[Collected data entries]
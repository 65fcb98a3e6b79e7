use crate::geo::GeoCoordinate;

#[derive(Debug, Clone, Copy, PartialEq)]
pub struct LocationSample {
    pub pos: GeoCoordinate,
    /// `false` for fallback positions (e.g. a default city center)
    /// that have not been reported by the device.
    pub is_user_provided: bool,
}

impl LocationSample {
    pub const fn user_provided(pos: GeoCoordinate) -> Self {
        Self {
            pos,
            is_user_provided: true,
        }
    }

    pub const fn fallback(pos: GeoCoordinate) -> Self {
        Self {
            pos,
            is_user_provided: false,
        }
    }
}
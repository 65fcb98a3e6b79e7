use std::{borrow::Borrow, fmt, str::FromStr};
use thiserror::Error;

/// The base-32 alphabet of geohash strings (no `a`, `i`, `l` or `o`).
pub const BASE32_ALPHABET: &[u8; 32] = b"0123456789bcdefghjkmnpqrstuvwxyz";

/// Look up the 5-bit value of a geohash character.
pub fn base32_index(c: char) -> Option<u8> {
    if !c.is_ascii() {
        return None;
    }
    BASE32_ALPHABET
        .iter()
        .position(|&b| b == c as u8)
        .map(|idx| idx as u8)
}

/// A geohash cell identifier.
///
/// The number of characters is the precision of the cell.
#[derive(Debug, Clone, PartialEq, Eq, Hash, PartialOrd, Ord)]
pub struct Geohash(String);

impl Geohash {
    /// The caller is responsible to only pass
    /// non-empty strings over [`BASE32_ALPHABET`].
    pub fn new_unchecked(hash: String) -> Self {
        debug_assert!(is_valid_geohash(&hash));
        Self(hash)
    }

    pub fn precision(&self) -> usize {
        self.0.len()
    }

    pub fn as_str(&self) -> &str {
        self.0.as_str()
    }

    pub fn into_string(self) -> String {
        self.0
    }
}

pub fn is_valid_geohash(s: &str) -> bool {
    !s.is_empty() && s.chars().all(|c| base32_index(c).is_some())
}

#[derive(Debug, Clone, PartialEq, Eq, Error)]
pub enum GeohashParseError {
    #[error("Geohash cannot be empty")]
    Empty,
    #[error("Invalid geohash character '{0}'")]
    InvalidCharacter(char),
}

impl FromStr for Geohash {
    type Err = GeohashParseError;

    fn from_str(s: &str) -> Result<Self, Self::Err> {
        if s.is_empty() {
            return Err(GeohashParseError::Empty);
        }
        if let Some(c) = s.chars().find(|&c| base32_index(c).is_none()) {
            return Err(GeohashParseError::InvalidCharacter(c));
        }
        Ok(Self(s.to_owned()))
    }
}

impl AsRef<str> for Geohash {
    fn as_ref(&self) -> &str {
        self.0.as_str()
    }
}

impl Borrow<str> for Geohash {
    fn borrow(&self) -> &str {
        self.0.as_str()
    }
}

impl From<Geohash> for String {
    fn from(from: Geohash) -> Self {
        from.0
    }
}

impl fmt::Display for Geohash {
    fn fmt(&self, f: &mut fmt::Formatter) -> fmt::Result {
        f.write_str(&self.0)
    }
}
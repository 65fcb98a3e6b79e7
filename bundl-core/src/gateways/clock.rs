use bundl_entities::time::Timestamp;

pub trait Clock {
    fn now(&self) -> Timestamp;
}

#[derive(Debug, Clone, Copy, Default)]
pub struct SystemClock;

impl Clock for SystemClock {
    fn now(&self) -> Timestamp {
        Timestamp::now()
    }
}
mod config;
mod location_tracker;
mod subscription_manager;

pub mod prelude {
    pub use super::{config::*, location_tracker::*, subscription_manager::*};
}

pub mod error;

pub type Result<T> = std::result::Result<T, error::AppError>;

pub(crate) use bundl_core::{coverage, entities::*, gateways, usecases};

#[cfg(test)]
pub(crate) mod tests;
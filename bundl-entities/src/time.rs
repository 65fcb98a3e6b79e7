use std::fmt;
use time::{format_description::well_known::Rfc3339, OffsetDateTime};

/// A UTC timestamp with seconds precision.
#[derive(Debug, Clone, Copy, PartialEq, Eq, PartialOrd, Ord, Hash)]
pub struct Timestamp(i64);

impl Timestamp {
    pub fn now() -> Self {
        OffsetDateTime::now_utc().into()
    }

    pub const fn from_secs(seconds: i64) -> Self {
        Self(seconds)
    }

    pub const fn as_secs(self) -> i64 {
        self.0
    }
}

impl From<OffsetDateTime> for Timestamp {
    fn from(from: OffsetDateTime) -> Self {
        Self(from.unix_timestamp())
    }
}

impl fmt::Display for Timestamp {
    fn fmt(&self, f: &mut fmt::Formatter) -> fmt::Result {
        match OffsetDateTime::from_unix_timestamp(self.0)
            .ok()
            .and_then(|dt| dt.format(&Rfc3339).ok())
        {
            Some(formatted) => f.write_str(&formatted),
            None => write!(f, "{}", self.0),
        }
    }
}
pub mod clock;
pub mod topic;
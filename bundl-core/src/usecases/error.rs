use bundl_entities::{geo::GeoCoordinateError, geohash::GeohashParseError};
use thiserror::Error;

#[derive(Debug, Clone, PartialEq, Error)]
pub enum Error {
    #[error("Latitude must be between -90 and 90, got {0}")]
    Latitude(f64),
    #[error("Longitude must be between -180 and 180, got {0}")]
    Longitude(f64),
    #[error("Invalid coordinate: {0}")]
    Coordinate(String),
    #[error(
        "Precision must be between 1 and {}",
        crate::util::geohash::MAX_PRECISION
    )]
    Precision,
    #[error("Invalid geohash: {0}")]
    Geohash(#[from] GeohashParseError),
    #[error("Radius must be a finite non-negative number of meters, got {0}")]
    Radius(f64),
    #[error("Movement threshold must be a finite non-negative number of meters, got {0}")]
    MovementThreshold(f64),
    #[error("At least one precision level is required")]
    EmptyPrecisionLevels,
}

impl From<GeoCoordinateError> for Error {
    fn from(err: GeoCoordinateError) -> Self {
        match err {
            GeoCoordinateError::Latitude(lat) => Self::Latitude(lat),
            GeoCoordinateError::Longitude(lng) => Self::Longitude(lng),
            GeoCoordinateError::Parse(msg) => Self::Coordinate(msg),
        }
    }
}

• WHAT NEEDS TO BE DONE: The lines above from the one with "#[derive(Debug, Clone, PartialEq, Error)]" through the one with "be between 1" are to be duplicated exactly, ends included, with nothing added.

• SOLVED PROBLEM:
#[derive(Debug, Clone, PartialEq, Error)]
pub enum Error {
    #[error("Latitude must be between -90 and 90, got {0}")]
    Latitude(f64),
    #[error("Longitude must be between -180 and 180, got {0}")]
    Longitude(f64),
    #[error("Invalid coordinate: {0}")]
    Coordinate(String),
    #[error(
        "Precision must be between 1 and {}",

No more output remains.